Publish posts programmatically to a LinkedIn Company Page via the versioned Posts API (/rest/posts), including text posts, single-image posts, multi-image ca...
---
name: linkedin-page-publisher
description: Publish posts programmatically to a LinkedIn Company Page via the versioned Posts API (/rest/posts), including text posts, single-image posts, multi-image carousels, video posts, and article link previews. Handles the full multi-step media upload flow (initializeUpload → PUT binary → wait for LinkedIn to finish processing → reference URN in the post). Use this skill whenever the user wants to post to LinkedIn, publish to a Company Page, automate LinkedIn content, cross-post to LinkedIn from another system, build a LinkedIn publishing bot or scheduler, or upload images or videos to LinkedIn programmatically — even when they don't say "API" explicitly.
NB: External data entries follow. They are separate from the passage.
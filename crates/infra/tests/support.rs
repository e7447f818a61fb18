//! Shared helpers for transport integration tests.

#![allow(dead_code)]

use std::sync::atomic::{AtomicUsize, Ordering};
use std::sync::Arc;
use std::time::Duration;

use async_trait::async_trait;
use serde_json::{json, Value};
use tanda_common::auth::TokenStore;
use tanda_domain::ClientConfig;
use tanda_infra::api::{ApiClient, ApiError, RefreshHandler};
use wiremock::{MockServer, ResponseTemplate};

/// What a [`CountingRefreshHandler`] does when called.
#[derive(Debug, Clone)]
pub enum RefreshOutcome {
    /// Return this token, writing it to the store first if one is attached
    Token(String),
    NoToken,
    Fail,
}

/// Refresh handler that counts calls and optionally stalls, so tests can
/// line up concurrent failures behind one refresh.
pub struct CountingRefreshHandler {
    calls: AtomicUsize,
    delay: Duration,
    outcome: RefreshOutcome,
    store: Option<Arc<dyn TokenStore>>,
}

impl CountingRefreshHandler {
    pub fn new(outcome: RefreshOutcome) -> Self {
        Self { calls: AtomicUsize::new(0), delay: Duration::ZERO, outcome, store: None }
    }

    pub fn returning(token: &str) -> Self {
        Self::new(RefreshOutcome::Token(token.to_string()))
    }

    #[must_use]
    pub fn with_delay(mut self, delay: Duration) -> Self {
        self.delay = delay;
        self
    }

    /// Write refreshed tokens to `store` (and clear it on failure), the way
    /// the auth refresh handler does.
    #[must_use]
    pub fn with_store(mut self, store: Arc<dyn TokenStore>) -> Self {
        self.store = Some(store);
        self
    }

    pub fn calls(&self) -> usize {
        self.calls.load(Ordering::SeqCst)
    }
}

#[async_trait]
impl RefreshHandler for CountingRefreshHandler {
    async fn refresh(&self) -> Result<Option<String>, ApiError> {
        self.calls.fetch_add(1, Ordering::SeqCst);
        if !self.delay.is_zero() {
            tokio::time::sleep(self.delay).await;
        }

        match &self.outcome {
            RefreshOutcome::Token(token) => {
                if let Some(store) = &self.store {
                    store.set_token(token.clone()).await;
                }
                Ok(Some(token.clone()))
            }
            RefreshOutcome::NoToken => Ok(None),
            RefreshOutcome::Fail => {
                if let Some(store) = &self.store {
                    store.remove_token().await;
                }
                Err(ApiError::network("refresh endpoint unreachable"))
            }
        }
    }
}

/// Client against `server` reading from `store`, with `handler` installed
/// when given.
pub fn client_for(
    server: &MockServer,
    store: Arc<dyn TokenStore>,
    handler: Option<Arc<CountingRefreshHandler>>,
) -> ApiClient {
    client_with_config(ClientConfig::new(server.uri()), store, handler)
}

pub fn client_with_config(
    config: ClientConfig,
    store: Arc<dyn TokenStore>,
    handler: Option<Arc<CountingRefreshHandler>>,
) -> ApiClient {
    let mut builder = ApiClient::builder().config(config).token_store(store);
    if let Some(handler) = handler {
        builder = builder.refresh_handler(handler);
    }
    builder.build().expect("client should build")
}

/// `{ success: true, data }`
pub fn envelope(data: Value) -> ResponseTemplate {
    ResponseTemplate::new(200).set_body_json(json!({ "success": true, "data": data }))
}

/// 401 the classifier reads as an expired token.
pub fn token_expired() -> ResponseTemplate {
    ResponseTemplate::new(401).set_body_json(json!({
        "success": false,
        "error": { "code": 401, "message": "Token expired" }
    }))
}

pub fn bearer(token: &str) -> String {
    format!("Bearer {token}")
}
Also use it when the user mentions errors from the LinkedIn Posts API, w_organization_social scope, urn:li:organization URNs, UGC posts, or /rest/images and /rest/videos endpoints.
---
# LinkedIn Page Publisher
Publishes content to a LinkedIn Company Page through LinkedIn's versioned REST API (`/rest/posts`). The skill ships a Python CLI (`scripts/publish.py`) that also works as an importable library, plus a one-time OAuth helper (`scripts/get_token.py`) to obtain the initial access token.
## When to reach for what
- **User just wants to post something** → run `scripts/publish.py` directly with the right subcommand (see "Publishing" below).
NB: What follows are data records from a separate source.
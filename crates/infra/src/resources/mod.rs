//! Resource modules: typed wrappers over [`crate::api::ApiClient`].

pub mod auth;

pub use auth::{
    session_client, AuthApi, AuthRefreshHandler, AuthSession, AuthUser, Credentials, Registration,
};
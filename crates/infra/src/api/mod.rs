//! Typed API transport for Tanda
//!
//! # Architecture
//!
//! - [`ApiClient`] is the only component that performs network I/O; it
//!   sends through [`crate::http::HttpClient`] (single attempt, timeout)
//! - Tokens come from an [`AccessTokenProvider`]; the transport never writes
//!   the token store
//! - Non-2xx responses are mapped by [`classify::classify`] into the closed
//!   [`ApiError`] taxonomy
//! - An expired token triggers one [`RefreshHandler`] call shared by all
//!   concurrent failures ([`refresh::RefreshCoordinator`]), then exactly one
//!   retry of the original request

pub mod auth;
pub mod classify;
pub mod client;
pub mod envelope;
pub mod errors;
pub mod refresh;
pub mod request;

pub use auth::{
    refresh_fn, AccessTokenProvider, RefreshFn, RefreshHandler, StaticTokenProvider,
    StoreTokenProvider,
};
pub use classify::classify;
pub use client::{ApiClient, ApiClientBuilder};
pub use envelope::{ApiEnvelope, EnvelopeError, ResponseBody};
pub use errors::{codes, ApiError, ApiErrorCategory, ErrorInfo, FieldErrors};
pub use refresh::RefreshCoordinator;
pub use request::{join_url, RequestOptions};
//! Configuration loading and management
//!
//! This module provides utilities for loading the client configuration
//! from environment variables and files.

pub mod loader;

// Re-export commonly used items
pub use loader::{load, load_from_env, load_from_file, probe_config_paths};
- **User is setting this up for the first time and doesn't have a token yet** → walk them through `references/setup.md`, which covers creating the LinkedIn Developer app, requesting Community Management API access, and running `scripts/get_token.py` to complete the 3-legged OAuth flow.
- **User hits a cryptic API error** → consult `references/troubleshooting.md` before guessing. LinkedIn's error messages are often misleading (e.g., "unauthorized" frequently means "wrong scope" or "not a page admin," not "bad token").
- **User wants to extend the skill** (schedule posts, add analytics, wrap it in a web service, etc.) → import from `scripts/lib/` rather than shelling out to the CLI. The library layer is the contract; the CLI is just one consumer of it.
## Environment variables
These three cover every use case. Don't invent a config file — env vars compose better with cron, CI, and shell scripts.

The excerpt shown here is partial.